Carlos Canhoto é alentejano de Pavia, cuidador de campos e horta, apicultor, marionetista, pescador de estrofes e de gentes contadas. Também responde pelo nome de baptismo: António Luís Carlos.
Lançou as primeiras palavras ao vento em 1981, participando na colectânea Folhas em Diálogo. Anos mais tarde, começa a dedicar-se ao público infanto-juvenil, embora aquelas histórias ilustradas sejam para todas as idades.
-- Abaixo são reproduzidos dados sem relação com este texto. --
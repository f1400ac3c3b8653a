//! # agnentro-biguint
//!
//! Arbitrary-precision unsigned integer arithmetic for the Agnentro exact
//! entropy codec.
//!
//! This crate provides [`Biguint`], a nonnegative integer stored as
//! little-endian `u64` limbs, together with:
//! - in-place add/sub/mul (including the Pochhammer rising-factorial
//!   multiply the codec uses to count state spaces), Knuth long division,
//!   and bit-level operations;
//! - MSB-first [`BitWriter`]/[`BitReader`] plus arbitrary-bit-offset
//!   export/import against caller byte buffers;
//! - the logplex universal code: a self-delimiting recursive binary
//!   encoding of an integer of unbounded magnitude.
//!
//! Determinism: every operation is synchronous and side-effect-only on the
//! value it was handed; there is no global state and no hidden I/O.

pub mod biguint;
pub mod bitio;
pub mod logplex;
pub mod ops;

pub use biguint::{Biguint, BiguintError};
pub use bitio::{BitReader, BitWriter};
pub use logplex::{logplex_read, logplex_read_u64, logplex_write, logplex_write_u64};
//! Containment laws for the interval engines, checked against exact
//! integer references so no floating-point error can blur the bound.

use agnentro_fract::{Frac128, Frac64, Status};
use proptest::prelude::*;

/// True iff the interval contains the exact mantissa-scale rational
/// `num / 2^0` (a point landing exactly on the ULP grid).
fn holds64(f: Frac64, exact: u64) -> bool {
    f.lo <= exact && exact <= f.hi
}

proptest! {
    #[test]
    fn prop_add_contains_exact_sum(a in any::<u64>(), b in any::<u64>()) {
        let mut status = Status::new();
        let sum = Frac64::from_mantissa(a).add(Frac64::from_mantissa(b), &mut status);
        match a.checked_add(b) {
            Some(exact) => {
                prop_assert!(!status.is_flagged());
                prop_assert!(holds64(sum, exact));
            }
            None => prop_assert!(status.is_flagged()),
        }
    }

    #[test]
    fn prop_sub_contains_exact_difference(a in any::<u64>(), b in any::<u64>()) {
        let mut status = Status::new();
        let (hi, lo) = (a.max(b), a.min(b));
        let d = Frac64::from_mantissa(hi).sub(Frac64::from_mantissa(lo), &mut status);
        prop_assert!(!status.is_flagged());
        prop_assert!(holds64(d, hi - lo));
    }

    #[test]
    fn prop_mul_contains_exact_product(a in any::<u64>(), b in any::<u64>()) {
        let p = Frac64::from_mantissa(a).mul(Frac64::from_mantissa(b));
        let exact = (a as u128 * b as u128 >> 64) as u64;
        prop_assert!(holds64(p, exact));
        // The upper bound also covers the product of the suprema.
        let sup = ((a as u128 + 1) * (b as u128 + 1) - 1) >> 64;
        prop_assert!(p.hi as u128 >= sup);
    }

    #[test]
    fn prop_div_contains_exact_quotient(a in any::<u64>(), b in 1u64..) {
        let mut status = Status::new();
        let q = Frac64::from_mantissa(a).div(Frac64::from_mantissa(b), &mut status);
        let exact = ((a as u128) << 64) / (b as u128 + 1);
        if exact <= u64::MAX as u128 {
            prop_assert!(q.lo <= exact as u64);
        }
        prop_assert!(q.hi as u128 >= ((a as u128) << 64) / b as u128 || q.hi == u64::MAX);
    }

    #[test]
    fn prop_sqrt_brackets_integer_root(a in any::<u64>()) {
        let r = Frac64::from_mantissa(a).sqrt();
        let n = (a as u128) << 64;
        prop_assert!(r.lo as u128 * r.lo as u128 <= n);
        let hi1 = r.hi as u128 + 1;
        prop_assert!(hi1 * hi1 > n);
    }

    #[test]
    fn prop_scalar_mul_div_never_narrows(a in any::<u64>(), v in 1u64..1_000_000) {
        let mut status = Status::new();
        let x = Frac64::from_mantissa(a);
        let y = x.mul_scalar(v, &mut status).div_scalar(v, &mut status);
        if !status.is_flagged() {
            prop_assert!(y.lo <= x.lo && x.hi <= y.hi);
        }
    }

    #[test]
    fn prop_union_contains_both(a in any::<u64>(), b in any::<u64>(), c in any::<u64>(), d in any::<u64>()) {
        let x = Frac64::new(a.min(b), a.max(b));
        let y = Frac64::new(c.min(d), c.max(d));
        let u = x.union(y);
        prop_assert!(u.lo <= x.lo && x.hi <= u.hi);
        prop_assert!(u.lo <= y.lo && y.hi <= u.hi);
    }

    #[test]
    fn prop_shr_shl_containment(a in any::<u64>(), s in 0u32..32) {
        let mut status = Status::new();
        let x = Frac64::from_mantissa(a);
        let y = x.shr(s).shl(s, &mut status);
        prop_assert!(!status.is_flagged());
        prop_assert!(y.lo <= x.lo && x.hi <= y.hi);
    }

    #[test]
    fn prop_frac128_mul_contains_exact_product(a in any::<u128>(), b in any::<u128>()) {
        let p = Frac128::from_mantissa(a).mul(Frac128::from_mantissa(b));
        let exact = agnentro_fract::frac128::umul256(a, b).0;
        prop_assert!(p.lo <= exact && exact <= p.hi);
    }

    #[test]
    fn prop_frac128_add_sub_roundtrip(a in 0..u128::MAX / 2, b in 0..u128::MAX / 2) {
        let mut status = Status::new();
        let x = Frac128::from_mantissa(a);
        let y = Frac128::from_mantissa(b);
        let z = x.add(y, &mut status).sub(y, &mut status);
        prop_assert!(!status.is_flagged());
        prop_assert!(z.lo <= a && a <= z.hi);
    }

    #[test]
    fn prop_frac128_scalar_ops(a in 0..1u128 << 96, v in 1u64..65536) {
        let mut status = Status::new();
        let x = Frac128::from_mantissa(a);
        let y = x.mul_scalar(v, &mut status).div_scalar(v, &mut status);
        prop_assert!(!status.is_flagged());
        prop_assert!(y.lo <= a && a <= y.hi);
    }
}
Publicou Barbatanar nas Cores do Arco-íris (2006, Plano Nacional de Leitura) e Pirá, a Piranhita Desdentada (2007, aconselhado pela Casa da Leitura da Fundação Calouste Gulbenkian) com ilustrações de Marc Parchow; Anuro, o Sapo Sapinho, o Sapo Sapão (2014), ilustrado por Rita Goldrajch, Serei uma Plantinha Daninha? (2015), com ilustrações de Danuta Wojciechowska, A minha Avó Felicidade (2016), Zi, A Abelha Zonza (2019, Plano Nacional de Leitura) e O Baú Mágico do Meu Pai (2020), ilustrados por grão de pó; Pirilampo, o Velho Pescador de Histórias (2018), com ilustrações de Paulo Galindro; e O Grande Avô Lafaek (2021, edição bilingue em português e tétum), ilustrado por Alice Alves.
Publicou ainda O Monte Secou (Prémio Maria Rosa Colaço 2006), com ilustrações de Zé Gandaia, e O Homem a Quem Tiraram a Idade (2006). Contribuiu para as colectâneas de contos Curtinhas à Sexta-Feira (2014) e Bad Girl (2015).